Umbra, GDPxBPU has not started to color yet. We have only had a couple really cold mornings so far, it's holding in mid 40's to low 50's. I like the aroma, this is by far a stinkyer group of plants than the Alien/Headband grows of the last couple years. I get a good whiff inside the house with the windows open in the afternoon. As you can see the GDP x BPU is packing on the trichs.

I am liking the formation of buds and size the best on the Satori x Haze. The buds below the terminal ends are tight to the stalk and rock had mostly. I can almost hear the thunk as they will hit the tray while trimming. Those two have shown purple leaf stems from the start. With the cooler temps we are getting purple in the leaf veins now. (Pic) I am really looking forward to the next weeks, she Is gonna look awesome color wise.

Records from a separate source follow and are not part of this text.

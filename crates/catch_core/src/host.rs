//! Collaborators supplied by the host: audio playback and overlay text.
//!
//! The core only calls these; playback internals and text layout belong to
//! the host. Every audio track is cosmetic and therefore optional.

pub trait AudioTrack {
    fn play(&mut self);
    fn mute(&mut self);
    fn unmute(&mut self);
    fn is_playing(&self) -> bool;
    fn is_muted(&self) -> bool;
}

pub trait TextDisplay {
    fn set_value(&mut self, value: &str);
}

pub type Track = Option<Box<dyn AudioTrack>>;

#[derive(Default)]
pub struct AudioBank {
    pub music: Track,
    pub egg_music: Track,
    pub score: Track,
    pub egg_score: Track,
}

impl AudioBank {
    /// Start both music loops, with only the normal one audible.
    pub fn start_music(&mut self) {
        with_track(&mut self.egg_music, |t| t.mute());
        with_track(&mut self.music, |t| t.play());
        with_track(&mut self.egg_music, |t| t.play());
    }

    /// Restart any music loop that is not running, e.g. because the output
    /// device refused playback before the first user input.
    pub fn resume_music(&mut self) {
        for track in [&mut self.music, &mut self.egg_music] {
            with_track(track, |t| {
                if !t.is_playing() {
                    t.play();
                }
            });
        }
    }

    pub fn select_music(&mut self, egg: bool) {
        if egg {
            with_track(&mut self.music, |t| t.mute());
            with_track(&mut self.egg_music, |t| t.unmute());
        } else {
            with_track(&mut self.music, |t| t.unmute());
            with_track(&mut self.egg_music, |t| t.mute());
        }
    }

    pub fn play_score_cue(&mut self, egg: bool) {
        let cue = if egg {
            &mut self.egg_score
        } else {
            &mut self.score
        };
        with_track(cue, |t| t.play());
    }
}

fn with_track(track: &mut Track, f: impl FnOnce(&mut dyn AudioTrack)) {
    if let Some(track) = track.as_deref_mut() {
        f(track);
    }
}

/// Discards every value. Used by headless runs.
pub struct NullText;

impl TextDisplay for NullText {
    fn set_value(&mut self, _value: &str) {}
}

pub struct Collaborators {
    pub score_text: Box<dyn TextDisplay>,
    pub tutorial_text: Box<dyn TextDisplay>,
    pub audio: AudioBank,
}

impl Collaborators {
    /// No text and no audio.
    pub fn silent() -> Self {
        Self {
            score_text: Box::new(NullText),
            tutorial_text: Box::new(NullText),
            audio: AudioBank::default(),
        }
    }
}

#[cfg(test)]
pub(crate) mod testing {
    //! Recording doubles shared by the core's tests.

    use std::cell::RefCell;
    use std::rc::Rc;

    use super::*;

    #[derive(Debug, Default)]
    pub struct TrackState {
        pub plays: u32,
        pub playing: bool,
        pub muted: bool,
    }

    #[derive(Clone, Default)]
    pub struct RecordingTrack(pub Rc<RefCell<TrackState>>);

    impl AudioTrack for RecordingTrack {
        fn play(&mut self) {
            let mut state = self.0.borrow_mut();
            state.plays += 1;
            state.playing = true;
        }
        fn mute(&mut self) {
            self.0.borrow_mut().muted = true;
        }
        fn unmute(&mut self) {
            self.0.borrow_mut().muted = false;
        }
        fn is_playing(&self) -> bool {
            self.0.borrow().playing
        }
        fn is_muted(&self) -> bool {
            self.0.borrow().muted
        }
    }

    #[derive(Clone, Default)]
    pub struct RecordingText(pub Rc<RefCell<Vec<String>>>);

    impl RecordingText {
        pub fn last(&self) -> Option<String> {
            self.0.borrow().last().cloned()
        }
        pub fn count(&self) -> usize {
            self.0.borrow().len()
        }
    }

    impl TextDisplay for RecordingText {
        fn set_value(&mut self, value: &str) {
            self.0.borrow_mut().push(value.to_string());
        }
    }

    #[derive(Clone, Default)]
    pub struct Recorders {
        pub score_text: RecordingText,
        pub tutorial_text: RecordingText,
        pub music: RecordingTrack,
        pub egg_music: RecordingTrack,
        pub score: RecordingTrack,
        pub egg_score: RecordingTrack,
    }

    impl Recorders {
        pub fn collaborators(&self) -> Collaborators {
            Collaborators {
                score_text: Box::new(self.score_text.clone()),
                tutorial_text: Box::new(self.tutorial_text.clone()),
                audio: AudioBank {
                    music: Some(Box::new(self.music.clone())),
                    egg_music: Some(Box::new(self.egg_music.clone())),
                    score: Some(Box::new(self.score.clone())),
                    egg_score: Some(Box::new(self.egg_score.clone())),
                },
            }
        }
    }
}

As for my old friend Headband 818, she is a fem seed from Cali Connection (as were the Alien from the last 2 years). She puts on some great smoke, Mr. Tc favorite. It is also a stable strain, identical plants very easy to trim. She was the hardest hitter from last year.

People want that couch lock it seems when buying pot. I like it all myself. Don't want a couch lock at 2 in the afternoon, right? I even like taking some early for a more cerebral high sometimes. I am thinking just that for some Satori. 

So glad those Satori seeds did not sit and collect dust, thank you.  You can direct Freak to my journal if he wants to see them growing under the California sun. 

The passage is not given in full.